The Arusha Times

Issue 00601

 January 30 - February 5, 2010

issn 0856 - 9135 

Off Topic

Maybe Arusha is Kandahar!

By lute wa lutengano 

It was a Monday morning. These are normally not the best of days. Mondays always remind of me why human beings wail on arrival in this world when being born. That is a mark of registering their arrival in this world of struggle. My primary school teacher used to tell us that life is one continuous struggle. At the end of this arduous stretch of struggle is calm and death. 

For one reason or another Monday mornings most represent this struggle of mankind. No wonder people reluctantly get out of their beds; take an unfriendly shower; gulp down some stale coffee and rush to office to get exploited. 

This Monday morning was like any other. I did all the above and at 7:30 am squeezed my rather generous body into my tiny ramshackle which resembles a car. A few minutes from my home in Njiro area, actually at the bottom of the ESAMI hill, I came across some strange development – a traffic jam. 

I call it strange because, the normal traffic jam one comes across everyday in the morning along the Njiro road begins around the road area straddling the AICC Kijenge housing estate. In my mind I thought there must be a major and tragic road accident up front. 

After an hour, having covered hardly a kilometre, I reached the Njiro railway crossing. The traffic was going nowhere. There were long lines of cars behind and in front. It was then that I decided to branch off and take the rough road which goes south and which you may in a round way drive behind Themi Hill and reconnect with Uhuru road at Metropole Cinema area.  

There was heavy traffic along this road as well and it took me an hour and a half to reach the Metropole. Uhuru road was something else. Here the traffic jam was even worse. It took another hour to reach the Exim Bank junction. It was here that I noticed that the central Clock Tower roundabout area had been closed.  

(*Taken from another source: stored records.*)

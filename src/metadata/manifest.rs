use serde::{Deserialize, Serialize};
use serde::de::DeserializeOwned;
use std::collections::{BTreeMap, BTreeSet};
use std::fs;
use std::io;
use std::path::{Path, PathBuf};

use crate::assets::MainAssets;
use crate::error::{DiffError, Result};

/// 变化资源列表，用于差异报告
#[derive(Debug, Clone, Default, PartialEq, Eq, Serialize, Deserialize)]
#[serde(transparent)]
pub struct ChangedAssetsManifest(pub BTreeSet<String>);

impl ChangedAssetsManifest {
    pub fn write(&self, path: &Path) -> Result<()> {
        write_json(path, self)
    }

    pub fn read(path: &Path) -> Result<Self> {
        read_json(path)
    }

    pub fn len(&self) -> usize {
        self.0.len()
    }

    pub fn is_empty(&self) -> bool {
        self.0.is_empty()
    }
}

/// 随应用打包的资源清单：资源标识 -> (scale -> 主包路径)
///
/// 运行时据此把被剔除的资源解析回已安装的主包。
#[derive(Debug, Clone, Default, PartialEq, Eq, Serialize, Deserialize)]
#[serde(transparent)]
pub struct AssetManifest(pub BTreeMap<String, MainAssets>);

impl AssetManifest {
    pub fn new() -> Self {
        Self::default()
    }

    pub fn main_assets(&self, asset: &str) -> Option<&MainAssets> {
        self.0.get(asset)
    }

    /// 查找某个资源在某个倍率下的主包路径
    pub fn lookup(&self, asset: &str, scale: &str) -> Option<&str> {
        self.0.get(asset)?.get(scale).map(String::as_str)
    }

    pub fn is_empty(&self) -> bool {
        self.0.is_empty()
    }

    pub fn write(&self, path: &Path) -> Result<()> {
        write_json(path, self)
    }

    pub fn read(path: &Path) -> Result<Self> {
        read_json(path)
    }

    pub fn from_json(json: &str) -> serde_json::Result<Self> {
        serde_json::from_str(json)
    }
}

fn write_json<T: Serialize>(path: &Path, value: &T) -> Result<()> {
    let content =
        serde_json::to_string_pretty(value).map_err(|e| DiffError::serialization(path, e))?;
    if let Some(parent) = path.parent() {
        fs::create_dir_all(parent).map_err(DiffError::io(parent))?;
    }
    fs::write(path, content).map_err(DiffError::io(path))
}

fn read_json<T: DeserializeOwned>(path: &Path) -> Result<T> {
    let content = match fs::read_to_string(path) {
        Ok(content) => content,
        Err(e) if e.kind() == io::ErrorKind::NotFound => {
            return Err(DiffError::NotFound(path.to_path_buf()));
        }
        Err(e) => return Err(DiffError::io(path)(e)),
    };
    serde_json::from_str(&content).map_err(|e| DiffError::serialization(path, e))
}

/// 打包进应用的清单文件位置
///
/// 占用时写入空对象；除非调用 `commit`，离开作用域时（包括出错返回）
/// 会再次重置为空对象，保证中途失败不会留下残缺清单。
#[derive(Debug)]
pub struct ManifestSlot {
    path: PathBuf,
    armed: bool,
}

impl ManifestSlot {
    pub fn claim(path: impl Into<PathBuf>) -> Result<Self> {
        let slot = Self {
            path: path.into(),
            armed: true,
        };
        slot.reset()?;
        Ok(slot)
    }

    pub fn path(&self) -> &Path {
        &self.path
    }

    pub fn write(&mut self, manifest: &AssetManifest) -> Result<()> {
        log::info!("写入资源清单 {}", self.path.display());
        manifest.write(&self.path)
    }

    /// 流程成功完成，保留已写入的内容
    pub fn commit(mut self) {
        self.armed = false;
    }

    fn reset(&self) -> Result<()> {
        AssetManifest::new().write(&self.path)
    }
}

impl Drop for ManifestSlot {
    fn drop(&mut self) {
        if !self.armed {
            return;
        }
        if let Err(e) = self.reset() {
            log::error!("无法重置资源清单 {}: {}", self.path.display(), e);
        }
    }
}
use std::ffi::OsStr;
use std::path::Path;
use std::process::Command;

use crate::bundle::run_command;
use crate::error::Result;

/// 发布所需的附加信息，原样传给发布工具
#[derive(Debug, Clone)]
pub struct ReleaseArgs {
    /// 发布工具，默认 `appcenter`
    pub publisher: String,
    pub app: String,
    pub target_binary_version: String,
    pub deployment_name: String,
    pub description: Option<String>,
    pub mandatory: bool,
    pub disabled: bool,
    pub rollout: Option<String>,
    pub private_key_path: Option<String>,
    pub disable_duplicate_release_error: bool,
}

impl Default for ReleaseArgs {
    fn default() -> Self {
        Self {
            publisher: "appcenter".to_string(),
            app: String::new(),
            target_binary_version: String::new(),
            deployment_name: "Staging".to_string(),
            description: None,
            mandatory: false,
            disabled: false,
            rollout: None,
            private_key_path: None,
            disable_duplicate_release_error: true,
        }
    }
}

/// 构造 `<publisher> codepush release ...` 命令
pub fn release_command(args: &ReleaseArgs, output_dir: &Path) -> Command {
    let mut command = Command::new(&args.publisher);
    command
        .args(["codepush", "release"])
        .arg("-a")
        .arg(&args.app)
        .arg("-c")
        .arg(output_dir)
        .arg("-t")
        .arg(&args.target_binary_version)
        .arg("-d")
        .arg(&args.deployment_name);

    if let Some(description) = &args.description {
        command.arg("--description").arg(description);
    }
    if args.mandatory {
        command.arg("--mandatory");
    }
    if args.disabled {
        command.arg("--disabled");
    }
    if let Some(rollout) = &args.rollout {
        command.arg("--rollout").arg(rollout);
    }
    if let Some(key) = &args.private_key_path {
        command.arg("--private-key-path").arg(key);
    }
    if args.disable_duplicate_release_error {
        command.arg("--disable-duplicate-release-error");
    }
    command
}

pub fn release(args: &ReleaseArgs, output_dir: &Path) -> Result<()> {
    let mut command = release_command(args, output_dir);
    let rendered: Vec<_> = command.get_args().map(OsStr::to_string_lossy).collect();
    log::info!("发布: {} {}", args.publisher, rendered.join(" "));
    run_command(&mut command, &args.publisher).map(|_| ())
}

#[cfg(test)]
mod tests {
    use super::*;

    #[test]
    fn builds_release_arguments() {
        let args = ReleaseArgs {
            app: "org/app-ios".to_string(),
            target_binary_version: "1.4.0".to_string(),
            description: Some("fix icons".to_string()),
            mandatory: true,
            rollout: Some("25".to_string()),
            ..Default::default()
        };

        let command = release_command(&args, Path::new("/tmp/out"));
        let argv: Vec<_> = command
            .get_args()
            .map(|a| a.to_string_lossy().into_owned())
            .collect();

        assert_eq!(command.get_program(), "appcenter");
        assert_eq!(
            argv,
            vec![
                "codepush",
                "release",
                "-a",
                "org/app-ios",
                "-c",
                "/tmp/out",
                "-t",
                "1.4.0",
                "-d",
                "Staging",
                "--description",
                "fix icons",
                "--mandatory",
                "--rollout",
                "25",
                "--disable-duplicate-release-error",
            ]
        );
    }
}
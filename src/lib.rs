//! # Code Push Diff
//!
//! 资源差分的热更新打包库
//!
//! ## 功能
//!
//! - 分别编译基线修订与当前修订，按内容哈希找出未变化的静态资源
//! - 从更新产物中剔除未变化资源，显著减小热更新包体积
//! - 生成随应用打包的资源清单，运行时据此从已安装的主包中加载被剔除的资源
//! - 基线哈希可缓存到磁盘，同一 CI 任务中的后续调用无需重复编译基线
//!
//! ## 使用示例
//!
//! ```no_run
//! use code_push_diff::assets::{AssetExtensions, build_index, changed_assets, strip_unchanged};
//! use std::path::Path;
//!
//! let exts = AssetExtensions::new(["png", "jpg"])?;
//! let baseline = build_index(Path::new("build/base/output"), &exts)?;
//! let current = build_index(Path::new("build/head/output"), &exts)?;
//!
//! let changed = changed_assets(&current, &baseline);
//! strip_unchanged(Path::new("build/head/output"), &current, &baseline)?;
//! println!("{} 个资源有变化", changed.len());
//! # Ok::<(), code_push_diff::DiffError>(())
//! ```

pub mod assets;
pub mod bundle;
pub mod cli;
pub mod error;
pub mod metadata;
pub mod release;
pub mod runtime;
pub mod utils;

// 重新导出常用类型
pub use assets::{AssetExtensions, HashIndex, build_index, changed_assets, strip_unchanged};
pub use bundle::{BundleArgs, BundlerConfig, PipelineContext, Platform};
pub use error::{DiffError, Result};
pub use metadata::{AssetManifest, ChangedAssetsManifest};
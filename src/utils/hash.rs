use sha2::{Digest, Sha256};
use std::fs::File;
use std::io::{BufReader, Read};
use std::path::Path;

use crate::error::{DiffError, Result};

/// 计算文件的 SHA256 校验和（流式读取，不会整体载入内存）
pub fn compute_file_hash(path: &Path) -> Result<String> {
    let file = File::open(path).map_err(DiffError::io(path))?;
    let mut reader = BufReader::new(file);
    let mut hasher = Sha256::new();
    let mut buffer = [0u8; 8192];

    loop {
        let bytes_read = reader.read(&mut buffer).map_err(DiffError::io(path))?;
        if bytes_read == 0 {
            break;
        }
        hasher.update(&buffer[..bytes_read]);
    }

    Ok(hex::encode(hasher.finalize()))
}

/// 字符串的 SHA256，用于派生锁文件名等
pub fn hash_str(value: &str) -> String {
    hex::encode(Sha256::digest(value.as_bytes()))
}
use std::fs;
use std::path::{Path, PathBuf};
use walkdir::WalkDir;

use crate::error::{DiffError, Result};

/// 递归列出目录下所有普通文件，返回 (绝对路径, 相对路径)
///
/// 遍历出错时立即失败，不返回部分结果。
pub fn list_files(dir: &Path) -> Result<Vec<(PathBuf, String)>> {
    let mut files = Vec::new();

    for entry in WalkDir::new(dir) {
        let entry = entry.map_err(|e| {
            let path = e.path().unwrap_or(dir).to_path_buf();
            DiffError::Io {
                path,
                source: e.into(),
            }
        })?;
        if !entry.file_type().is_file() {
            continue;
        }

        let path = entry.path();
        let relative = path
            .strip_prefix(dir)
            .map_err(|_| DiffError::Configuration(format!("无法获取相对路径: {:?}", path)))?;
        files.push((path.to_path_buf(), to_slash(relative)));
    }

    Ok(files)
}

/// 相对路径统一使用 `/` 分隔，保证清单跨平台一致
pub fn to_slash(path: &Path) -> String {
    path.components()
        .map(|c| c.as_os_str().to_string_lossy())
        .collect::<Vec<_>>()
        .join("/")
}

/// 文件扩展名（区分大小写，不含前导点）
pub fn extension(path: &str) -> Option<&str> {
    let file_name = path.rsplit('/').next()?;
    let (stem, ext) = file_name.rsplit_once('.')?;
    if stem.is_empty() { None } else { Some(ext) }
}

/// 删除并重新创建目录，保证不残留上一次运行的文件
pub fn recreate_dir(dir: &Path) -> Result<()> {
    if dir.exists() {
        fs::remove_dir_all(dir).map_err(DiffError::io(dir))?;
    }
    fs::create_dir_all(dir).map_err(DiffError::io(dir))
}

/// 删除文件后向上清理空目录，直到 `root` 为止
pub fn prune_empty_parents(file: &Path, root: &Path) {
    let mut current = file.parent();
    while let Some(dir) = current {
        if dir == root || !dir.starts_with(root) {
            break;
        }
        // 目录非空时失败，直接停止
        if fs::remove_dir(dir).is_err() {
            break;
        }
        current = dir.parent();
    }
}

/// 将修订号转换为可用作目录名的形式
pub fn sanitize_revision(revision: &str) -> String {
    revision
        .chars()
        .map(|c| if matches!(c, '.' | '/' | '\\' | ':') { '_' } else { c })
        .collect()
}

#[cfg(test)]
mod tests {
    use super::*;

    #[test]
    fn extension_is_case_sensitive_and_skips_dotfiles() {
        assert_eq!(extension("assets/icon@2x.png"), Some("png"));
        assert_eq!(extension("assets/ICON.PNG"), Some("PNG"));
        assert_eq!(extension("assets/.hidden"), None);
        assert_eq!(extension("assets/README"), None);
        assert_eq!(extension("a.b/file"), None);
    }

    #[test]
    fn sanitize_revision_replaces_separators() {
        assert_eq!(sanitize_revision("origin/release.1"), "origin_release_1");
        assert_eq!(sanitize_revision("3f2a9c1"), "3f2a9c1");
    }
}
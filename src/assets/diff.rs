use std::collections::BTreeSet;
use std::fs;
use std::path::Path;

use super::index::HashIndex;
use crate::error::{DiffError, Result};
use crate::utils::prune_empty_parents;

/// 当前构建中内容不存在于基线的资源路径
///
/// 按内容判断而非路径：改名但内容未变的资源视为未变化。
pub fn changed_assets(current: &HashIndex, baseline: &HashIndex) -> BTreeSet<String> {
    current
        .iter()
        .filter(|(hash, _)| !baseline.contains_hash(hash))
        .map(|(_, path)| path.to_string())
        .collect()
}

/// 与 `changed_assets` 互补：(当前路径, 基线路径)
pub fn unchanged_assets<'a>(
    current: &'a HashIndex,
    baseline: &'a HashIndex,
) -> Vec<(&'a str, &'a str)> {
    current
        .iter()
        .filter_map(|(hash, path)| baseline.get(hash).map(|base| (path, base)))
        .collect()
}

/// 从 `output_dir` 中删除内容与基线相同的资源，返回删除的相对路径
///
/// 两个索引都必须已经完整计算；借用签名保证调用时没有并发的哈希过程。
pub fn strip_unchanged(
    output_dir: &Path,
    current: &HashIndex,
    baseline: &HashIndex,
) -> Result<Vec<String>> {
    let mut removed = Vec::new();

    for (path, _) in unchanged_assets(current, baseline) {
        let target = output_dir.join(path);
        if !target.is_file() {
            continue;
        }
        fs::remove_file(&target).map_err(DiffError::io(&target))?;
        prune_empty_parents(&target, output_dir);
        log::debug!("  - {}", path);
        removed.push(path.to_string());
    }

    Ok(removed)
}
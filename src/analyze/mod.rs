// src/analyze/mod.rs
//! Matching and ranking: raw listings → keyword/region matches → priority tiers.

pub mod matcher;
pub mod priority;

pub use matcher::Matcher;
pub use priority::prioritize;
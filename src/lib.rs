// src/lib.rs
// Public library surface for the binaries and integration tests.

pub mod analyze;
pub mod config;
pub mod ingest;
pub mod logging;
pub mod notify;
pub mod record;
pub mod report;
pub mod runner;
pub mod store;

// ---- Re-exports for stable public API ----
pub use crate::config::MonitorConfig;
pub use crate::notify::{DeliveryOutcome, FeishuNotifier, Notifier};
pub use crate::record::{Priority, TenderRecord, Tiers};
pub use crate::runner::{RunSummary, Runner};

I sneaked my way along Goliondoi road and after another hour again I was at last in my office at the AICC building. It was 11:00 am. I was hyper upset. I was late for an 8:30 appointment with some officer who was flying later that morning for Nairobi en-route to Europe. Later on I realised that I was one of the lucky ones who at least made it to the office before noon. Most employees in my institution never made it before noon and some got so exasperated that after being stuck for more than four hours on the road decided to return home and call it a day. 

Actually even my appointment guy never made it on time to Kilimanjaro International Airport for his Nairobi flight. He and his fellow passengers who had hired a minibus were then forced to re-hire it for the four-hour road trip to Nairobi via Namanga. 

My neighbour who was rushing breakfast to his sick aunt at Mount Meru Hospital arrived there during the lunch hour break. I am told many patients at the several hospitals in town went without breakfast on this fateful day. 

I can not comprehend of the millions if not billions of shillings lost in unopened shops, offices, businesses, cancelled appointments and the like. 

It was late in the afternoon of that Monday that I was told the whole chaos and city-life-stoppage was the work of the powers that may be who wanted to secure the Clock Tower area to enable a VIP attend to some official function. 

“Is Arusha under attack by the Taliban?” my appointment guy had asked me in a message he sent me on reaching Scotland, his home. Yeah! My be Arusha has become Kandahar! I wondered.